WHAT THIS TASK INVOLVES: Among the lines of data below, reproduce only those from the one with "assert_eq!(row.state, GenerationState::Completed);" through the one with "fields when absent.", exactly as they stand, both ends included.

[Records from a collection]
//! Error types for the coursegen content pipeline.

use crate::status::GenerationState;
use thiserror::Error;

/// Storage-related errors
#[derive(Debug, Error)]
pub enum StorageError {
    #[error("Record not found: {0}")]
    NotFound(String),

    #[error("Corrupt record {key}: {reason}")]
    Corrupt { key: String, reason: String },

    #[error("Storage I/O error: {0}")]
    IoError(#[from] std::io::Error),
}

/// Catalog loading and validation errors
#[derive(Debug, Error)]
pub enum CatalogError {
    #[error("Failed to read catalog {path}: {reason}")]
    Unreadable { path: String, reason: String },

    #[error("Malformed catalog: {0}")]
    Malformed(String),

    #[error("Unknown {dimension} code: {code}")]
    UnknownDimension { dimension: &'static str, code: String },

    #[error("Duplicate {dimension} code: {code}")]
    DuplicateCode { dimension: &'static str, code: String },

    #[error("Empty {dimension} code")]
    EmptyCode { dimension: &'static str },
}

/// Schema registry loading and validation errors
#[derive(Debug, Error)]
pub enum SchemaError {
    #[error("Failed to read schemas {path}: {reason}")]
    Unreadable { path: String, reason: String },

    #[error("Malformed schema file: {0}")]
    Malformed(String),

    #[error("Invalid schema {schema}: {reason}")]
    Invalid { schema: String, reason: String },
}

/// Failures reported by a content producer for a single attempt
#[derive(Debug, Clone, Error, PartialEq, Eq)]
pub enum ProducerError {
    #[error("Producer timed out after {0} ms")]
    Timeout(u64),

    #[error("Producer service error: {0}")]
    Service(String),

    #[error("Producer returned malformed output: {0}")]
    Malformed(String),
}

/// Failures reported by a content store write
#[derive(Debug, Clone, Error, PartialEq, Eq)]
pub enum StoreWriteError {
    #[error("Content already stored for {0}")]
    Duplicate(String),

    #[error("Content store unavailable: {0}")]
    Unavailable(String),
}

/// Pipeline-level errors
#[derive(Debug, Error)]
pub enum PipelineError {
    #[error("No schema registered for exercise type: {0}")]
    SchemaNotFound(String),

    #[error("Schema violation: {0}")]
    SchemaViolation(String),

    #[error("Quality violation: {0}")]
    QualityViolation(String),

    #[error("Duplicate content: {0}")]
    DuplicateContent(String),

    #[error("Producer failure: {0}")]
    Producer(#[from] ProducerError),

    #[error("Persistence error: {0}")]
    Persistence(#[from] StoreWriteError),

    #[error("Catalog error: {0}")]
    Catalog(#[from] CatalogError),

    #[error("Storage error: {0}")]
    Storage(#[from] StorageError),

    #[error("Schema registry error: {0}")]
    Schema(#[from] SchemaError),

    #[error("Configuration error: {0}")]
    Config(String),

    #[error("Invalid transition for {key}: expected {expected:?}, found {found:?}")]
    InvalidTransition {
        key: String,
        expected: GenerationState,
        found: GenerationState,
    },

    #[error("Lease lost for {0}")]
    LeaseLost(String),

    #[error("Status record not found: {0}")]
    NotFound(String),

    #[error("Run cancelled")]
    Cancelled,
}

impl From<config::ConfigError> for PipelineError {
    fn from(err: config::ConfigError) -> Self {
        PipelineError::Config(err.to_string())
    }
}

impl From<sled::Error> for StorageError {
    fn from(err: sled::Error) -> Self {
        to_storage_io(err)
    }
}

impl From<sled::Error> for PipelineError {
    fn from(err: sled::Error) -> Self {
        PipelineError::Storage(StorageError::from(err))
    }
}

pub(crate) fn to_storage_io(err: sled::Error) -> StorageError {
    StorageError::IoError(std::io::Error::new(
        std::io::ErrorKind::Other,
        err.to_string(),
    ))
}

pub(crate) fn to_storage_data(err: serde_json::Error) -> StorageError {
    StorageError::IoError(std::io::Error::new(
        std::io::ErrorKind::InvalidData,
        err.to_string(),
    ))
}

...

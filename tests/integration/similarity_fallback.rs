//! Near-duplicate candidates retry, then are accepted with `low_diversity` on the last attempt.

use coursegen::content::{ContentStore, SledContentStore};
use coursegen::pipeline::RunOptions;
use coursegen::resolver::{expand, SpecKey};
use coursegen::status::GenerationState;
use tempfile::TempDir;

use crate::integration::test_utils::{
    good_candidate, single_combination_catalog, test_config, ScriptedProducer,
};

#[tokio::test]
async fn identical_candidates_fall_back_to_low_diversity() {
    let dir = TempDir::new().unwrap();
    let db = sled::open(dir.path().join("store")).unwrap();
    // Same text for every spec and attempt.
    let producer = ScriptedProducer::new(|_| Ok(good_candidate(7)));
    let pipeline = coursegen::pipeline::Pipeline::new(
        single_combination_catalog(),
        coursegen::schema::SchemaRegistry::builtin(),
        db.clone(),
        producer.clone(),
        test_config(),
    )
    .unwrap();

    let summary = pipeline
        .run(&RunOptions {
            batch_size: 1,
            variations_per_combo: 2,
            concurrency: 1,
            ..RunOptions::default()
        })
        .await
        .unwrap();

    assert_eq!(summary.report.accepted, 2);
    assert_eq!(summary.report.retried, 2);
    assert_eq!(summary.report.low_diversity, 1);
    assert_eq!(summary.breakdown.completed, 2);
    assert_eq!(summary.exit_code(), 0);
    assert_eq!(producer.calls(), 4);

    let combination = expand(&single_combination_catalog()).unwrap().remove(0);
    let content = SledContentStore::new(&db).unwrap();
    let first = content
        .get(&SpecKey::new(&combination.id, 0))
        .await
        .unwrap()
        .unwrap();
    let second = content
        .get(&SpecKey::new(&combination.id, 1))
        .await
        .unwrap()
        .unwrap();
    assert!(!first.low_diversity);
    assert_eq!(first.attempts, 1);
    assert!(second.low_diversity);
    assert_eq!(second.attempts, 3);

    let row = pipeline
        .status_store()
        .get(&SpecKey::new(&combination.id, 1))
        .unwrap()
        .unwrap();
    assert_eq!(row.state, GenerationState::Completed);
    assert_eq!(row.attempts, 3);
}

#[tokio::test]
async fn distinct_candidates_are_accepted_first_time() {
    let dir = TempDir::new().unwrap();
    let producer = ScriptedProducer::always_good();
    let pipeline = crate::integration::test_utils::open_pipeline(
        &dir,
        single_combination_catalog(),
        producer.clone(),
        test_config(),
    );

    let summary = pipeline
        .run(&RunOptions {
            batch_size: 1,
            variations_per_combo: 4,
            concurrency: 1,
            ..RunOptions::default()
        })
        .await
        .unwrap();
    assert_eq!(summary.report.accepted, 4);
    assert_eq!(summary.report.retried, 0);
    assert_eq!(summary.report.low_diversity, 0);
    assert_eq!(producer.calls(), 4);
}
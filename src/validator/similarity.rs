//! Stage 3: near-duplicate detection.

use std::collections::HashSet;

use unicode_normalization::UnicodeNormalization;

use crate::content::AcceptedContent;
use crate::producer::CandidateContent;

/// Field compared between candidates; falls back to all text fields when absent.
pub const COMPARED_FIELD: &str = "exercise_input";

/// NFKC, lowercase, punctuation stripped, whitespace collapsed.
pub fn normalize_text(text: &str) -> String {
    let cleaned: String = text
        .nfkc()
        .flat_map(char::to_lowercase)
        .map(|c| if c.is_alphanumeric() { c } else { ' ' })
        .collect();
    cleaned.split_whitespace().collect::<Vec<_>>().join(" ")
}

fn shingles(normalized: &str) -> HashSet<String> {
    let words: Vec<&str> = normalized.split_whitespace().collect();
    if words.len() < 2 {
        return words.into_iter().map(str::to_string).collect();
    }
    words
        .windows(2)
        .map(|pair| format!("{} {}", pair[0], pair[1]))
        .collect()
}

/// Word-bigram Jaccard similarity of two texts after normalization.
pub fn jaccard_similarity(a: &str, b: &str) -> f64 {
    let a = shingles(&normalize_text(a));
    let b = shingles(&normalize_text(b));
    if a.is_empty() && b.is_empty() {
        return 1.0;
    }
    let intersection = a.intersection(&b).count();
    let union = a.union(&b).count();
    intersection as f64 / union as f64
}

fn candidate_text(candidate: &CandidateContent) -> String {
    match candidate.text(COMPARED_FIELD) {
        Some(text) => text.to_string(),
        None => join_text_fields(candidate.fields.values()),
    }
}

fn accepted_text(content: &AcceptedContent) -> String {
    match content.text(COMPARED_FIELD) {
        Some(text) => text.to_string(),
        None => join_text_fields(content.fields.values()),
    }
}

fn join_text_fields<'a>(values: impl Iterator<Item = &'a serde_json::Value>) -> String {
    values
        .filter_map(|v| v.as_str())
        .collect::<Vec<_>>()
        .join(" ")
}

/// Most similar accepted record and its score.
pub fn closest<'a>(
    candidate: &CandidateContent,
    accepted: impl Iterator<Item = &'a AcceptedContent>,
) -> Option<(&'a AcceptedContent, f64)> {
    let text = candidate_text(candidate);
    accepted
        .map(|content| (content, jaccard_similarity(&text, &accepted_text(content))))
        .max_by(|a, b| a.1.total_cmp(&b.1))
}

RESPONSE FOR THIS EXERCISE:
    assert_eq!(row.state, GenerationState::Completed);
    assert_eq!(row.attempts, 3);
}

#[tokio::test]
async fn distinct_candidates_are_accepted_first_time() {
    let dir = TempDir::new().unwrap();
    let producer = ScriptedProducer::always_good();
    let pipeline = crate::integration::test_utils::open_pipeline(
        &dir,
        single_combination_catalog(),
        producer.clone(),
        test_config(),
    );

    let summary = pipeline
        .run(&RunOptions {
            batch_size: 1,
            variations_per_combo: 4,
            concurrency: 1,
            ..RunOptions::default()
        })
        .await
        .unwrap();
    assert_eq!(summary.report.accepted, 4);
    assert_eq!(summary.report.retried, 0);
    assert_eq!(summary.report.low_diversity, 0);
    assert_eq!(producer.calls(), 4);
}
filename src/validator/similarity.rs
//! Stage 3: near-duplicate detection.

use std::collections::HashSet;

use unicode_normalization::UnicodeNormalization;

use crate::content::AcceptedContent;
use crate::producer::CandidateContent;

/// Field compared between candidates; falls back to all text fields when absent.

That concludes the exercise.